Strategic Communication as a Governance Function in Countering Hybrid Threats
Abstract
Hybrid threats challenge democratic states by exploiting societal vulnerabilities, while remaining difficult to detect and attribute. Contemporary research has emphasized whole-of-society responses, aimed at building societal resilience. However, the role of strategic communication within this response architecture remains insufficiently conceptualized and is often reduced to discrete functions such as counter-disinformation, crisis messaging, or counter-narrative production. This article argues that strategic communication should instead be understood as a governance function. Drawing on literature on hybrid threats, societal resilience, governmental communication, and strategic communication, the article identifies five interrelated governance functions: sensemaking, coordination, legitimacy, intervention, and learning. It then proposes a six-phase framework that embeds these functions across the full response cycle: vulnerability mapping, detection, assessment, response design, communication and coordination, and evaluation and learning.

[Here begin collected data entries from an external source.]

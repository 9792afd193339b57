//! Music library metadata.
//!
//! Uploaded tracks are indexed in `metadata.json` next to the audio files.

use chrono::{DateTime, Utc};
use parking_lot::RwLock;
use serde::{Deserialize, Serialize};
use std::fs;
use std::path::{Path, PathBuf};

use super::{read_records, write_records, IdGenerator, METADATA_FILE};
use crate::error::AppResult;

/// Canonical prefix of every track path.
pub const TRACK_PATH_PREFIX: &str = "/api/music/";

/// Artist recorded for tracks imported from the public sample directory.
pub const SAMPLE_ARTIST: &str = "Sample Music";

/// One entry of the metadata file.
#[derive(Debug, Clone, PartialEq, Serialize, Deserialize)]
pub struct Track {
    pub id: String,
    pub title: String,
    pub artist: String,
    #[serde(default)]
    pub mood: String,
    #[serde(default)]
    pub filename: String,
    /// Public URL path, `/api/music/<filename>` once normalised.
    pub path: String,
    #[serde(default)]
    pub uploaded: Option<DateTime<Utc>>,
    /// Length in seconds, when the tags could be read.
    #[serde(default, skip_serializing_if = "Option::is_none")]
    pub duration: Option<u32>,
}

impl Track {
    /// Build a track for a file stored in the music directory.
    pub fn new(id: String, title: String, artist: String, mood: String, filename: String) -> Self {
        Self {
            id,
            title,
            artist,
            mood,
            path: format!("{}{}", TRACK_PATH_PREFIX, filename),
            filename,
            uploaded: Some(Utc::now()),
            duration: None,
        }
    }

    /// The stored filename, or the last segment of the path for older entries.
    pub fn file_name(&self) -> &str {
        if !self.filename.is_empty() {
            return &self.filename;
        }
        last_segment(&self.path)
    }
}

fn last_segment(path: &str) -> &str {
    path.rsplit('/').next().unwrap_or(path)
}

/// Canonical form of a track path, or `None` when it is already canonical.
///
/// `/music/x` gains the `/api` prefix; anything else is rebuilt from the
/// filename (or the last path segment).
pub fn normalize_track_path(path: &str, filename: &str) -> Option<String> {
    if path.is_empty() || path.starts_with(TRACK_PATH_PREFIX) {
        return None;
    }

    if path.starts_with("/music/") {
        return Some(format!("/api{}", path));
    }

    let name = if filename.is_empty() {
        last_segment(path)
    } else {
        filename
    };
    Some(format!("{}{}", TRACK_PATH_PREFIX, name))
}

/// Title for a sample file: extension and leading `digits-` dropped,
/// `_` and `-` turned into spaces.
pub fn title_from_filename(filename: &str) -> String {
    let stem = Path::new(filename)
        .file_stem()
        .map(|s| s.to_string_lossy().into_owned())
        .unwrap_or_else(|| filename.to_string());

    let digits = stem.chars().take_while(|c| c.is_ascii_digit()).count();
    let stem = if digits > 0 && stem[digits..].starts_with('-') {
        &stem[digits + 1..]
    } else {
        stem.as_str()
    };

    stem.replace(&['_', '-'][..], " ")
}

/// JSON-backed index of the music directory.
#[derive(Debug)]
pub struct MusicLibrary {
    music_dir: PathBuf,
    metadata_path: PathBuf,
    tracks: RwLock<Vec<Track>>,
}

impl MusicLibrary {
    /// Open the library, normalising any legacy track paths on disk.
    pub fn open(music_dir: impl AsRef<Path>, ids: &IdGenerator) -> AppResult<Self> {
        let music_dir = music_dir.as_ref().to_path_buf();
        let metadata_path = music_dir.join(METADATA_FILE);

        let mut tracks: Vec<Track> = read_records(&metadata_path)?;
        for track in &tracks {
            ids.observe(&track.id);
        }

        let mut fixed = 0;
        for track in tracks.iter_mut() {
            if let Some(path) = normalize_track_path(&track.path, &track.filename) {
                track.path = path;
                fixed += 1;
            }
            if track.filename.is_empty() {
                track.filename = last_segment(&track.path).to_string();
            }
        }
        if fixed > 0 {
            write_records(&metadata_path, &tracks)?;
            tracing::info!(fixed, "Normalised music paths in metadata file");
        }

        tracing::info!(count = tracks.len(), path = %metadata_path.display(), "Loaded music library");

        Ok(Self {
            music_dir,
            metadata_path,
            tracks: RwLock::new(tracks),
        })
    }

    pub fn music_dir(&self) -> &Path {
        &self.music_dir
    }

    /// All tracks, optionally restricted to a mood (case-insensitive substring).
    pub fn list(&self, mood: Option<&str>) -> Vec<Track> {
        let tracks = self.tracks.read();
        match mood.map(str::to_lowercase).filter(|m| !m.is_empty()) {
            Some(mood) => tracks
                .iter()
                .filter(|t| t.mood.to_lowercase().contains(&mood))
                .cloned()
                .collect(),
            None => tracks.clone(),
        }
    }

    pub fn find_by_id(&self, id: &str) -> Option<Track> {
        self.tracks.read().iter().find(|t| t.id == id).cloned()
    }

    /// Append a track and persist the metadata file.
    pub fn add(&self, track: Track) -> AppResult<Track> {
        let mut tracks = self.tracks.write();
        let mut next = tracks.clone();
        next.push(track.clone());
        write_records(&self.metadata_path, &next)?;
        *tracks = next;

        tracing::info!(id = %track.id, filename = %track.filename, "Added track to library");
        Ok(track)
    }

    /// Copy unknown `.mp3` files from `sample_dir` into the library.
    ///
    /// Returns the number of tracks registered.
    pub fn import_samples(&self, sample_dir: &Path, ids: &IdGenerator) -> AppResult<usize> {
        if !sample_dir.is_dir() {
            return Ok(0);
        }

        let mut tracks = self.tracks.write();
        let mut next = tracks.clone();
        let mut imported = 0;

        let mut files: Vec<PathBuf> = fs::read_dir(sample_dir)?
            .filter_map(|entry| entry.ok())
            .map(|entry| entry.path())
            .filter(|path| path.is_file())
            .collect();
        files.sort();

        for source in files {
            let Some(filename) = source.file_name().map(|f| f.to_string_lossy().into_owned())
            else {
                continue;
            };
            if !filename.ends_with(".mp3") || next.iter().any(|t| t.file_name() == filename) {
                continue;
            }

            let dest = self.music_dir.join(&filename);
            if dest.exists() {
                continue;
            }
            fs::copy(&source, &dest)?;

            next.push(Track::new(
                ids.next_id(),
                title_from_filename(&filename),
                SAMPLE_ARTIST.to_string(),
                String::new(),
                filename,
            ));
            imported += 1;
        }

        if imported > 0 {
            write_records(&self.metadata_path, &next)?;
            *tracks = next;
            tracing::info!(imported, dir = %sample_dir.display(), "Imported sample music");
        }

        Ok(imported)
    }
}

The article further examines the role and limits of technological tools in supporting this cycle, arguing that such tools can enhance situational awareness and decision support but cannot substitute human judgment and institutional coordination. Finally, it identifies democratic safeguards and framing risks that should constrain strategic communication responses, including misaligned, excessive, misattributed, and ambiguous framing. The article contributes a conceptual model for understanding how strategic communication can support resilient, proportionate, and democratically legitimate responses to hybrid threats.